Nizar Baraka, le Ministre de l’Équipement et de l’Eau, souligne que la réutilisation des eaux usées est une « ressource non conventionnelle » fondamentale pour alléger la pression sur les ressources hydriques traditionnelles.
Comme exemple de performance qualitative, il y a la Station M’zar à Agadir.
À Agadir, la station de traitement « M’zar » a prouvé que l’eau traitée peut atteindre une qualité compatible avec l’irrigation agricole, et qu’elle devient même riche en composés vitaux tels que le phosphore et les nitrates, réduisant ainsi le besoin d’utiliser des engrais chimiques dans les zones irriguées par cette eau.
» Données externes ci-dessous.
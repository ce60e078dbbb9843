//! # Courier Config
//!
//! Configuration management for the Courier notification service.

mod error;
mod loader;
mod schema;
mod validator;

pub use error::ConfigError;
pub use loader::ConfigLoader;
pub use schema::*;
pub use validator::{ConfigValidator, ValidationError, ValidationResult, ValidationWarning};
Leçon de Singapour: Diversification et Rigueur
Le modèle singapourien est une source d’inspiration pour le Maroc, particulièrement dans un contexte de stress hydrique permanent. Singapour ne dépend pas d’une seule source, mais de ses « Quatre Fontaines Nationales » : l’eau de pluie, l’importation d’eau, le dessalement, et surtout, le recyclage des eaux usées via sa marque « NEWater ». Ce modèle repose sur trois étapes technologiques rigoureuses (microfiltration, osmose inverse, désinfection UV) pour produire une eau qui dépasse les normes de sécurité sanitaire mondiales.
L’adoption de cette orientation par le Maroc renforce sa résilience face à la sécheresse et confirme que l’innovation technologique est la clé de l’acceptation sociale de la réutilisation de l’eau.
L’équation cruciale: la réforme agricole
Alors que l’État s’efforce de diversifier les sources d’eau, l’agriculture reste le plus grand consommateur, utilisant environ 80 % de l’eau. La modernisation (goutte-à-goutte, amélioration des systèmes d’irrigation, réduction des pertes) pourrait permettre d’économiser entre 10 et 20 % de la consommation, soit plus de deux milliards de mètres cubes par an. Ce volume dépasse de loin ce que le dessalement peut fournir à court terme.
Leçon d’Atatürk: la modernisation commence par la terre
Après 1923, Mustafa Kemal Atatürk a fondé la renaissance de la Turquie sur deux piliers : la réforme de l’éducation et la modernisation de l’agriculture. Cette transformation a permis à la Turquie de passer d’une économie rurale fragile à une économie émergente et forte, basée sur l’autosuffisance et l’industrialisation.
Le Maroc peut-il emprunter la même voie?
Oui, c’est possible, à condition d’adopter une vision globale :
● Renforcer la formation des experts dans les domaines de l’ingénierie hydraulique et environnementale.
● Créer des fermes modèles basées sur des cultures à faible consommation d’eau (adéquation des cultures).
● Lier le dessalement et le recyclage aux énergies renouvelables pour réduire les coûts énergétiques et environnementaux.
● Améliorer la gouvernance de l’eau et renforcer les cadres réglementaires pour garantir la sécurité sanitaire et l’acceptation sociale de l’eau traitée.
Si gouverner était autrefois lié aux aléas climatiques et donc à la dépendance de la pluie, gouverner est aujourd’hui lié à la planification et à la gestion de l’eau, et à la réussite de la fermeture de son cycle. Le Maroc dispose désormais des outils et des stratégies nécessaires pour transformer la fragilité hydrique en une opportunité de modernisation historique, en s’inspirant d’expériences internationales réussies telles que la Turquie pour la modernisation agricole et Singapour pour la gestion des ressources non conventionnelles.
La gouvernance moderne de l’eau ne se limite pas à la production de nouvelles ressources ; elle concerne principalement le recyclage de tout ce qui peut être réutilisé, une voie qui place le Maroc sur la trajectoire d’un avenir hydrique plus résilient.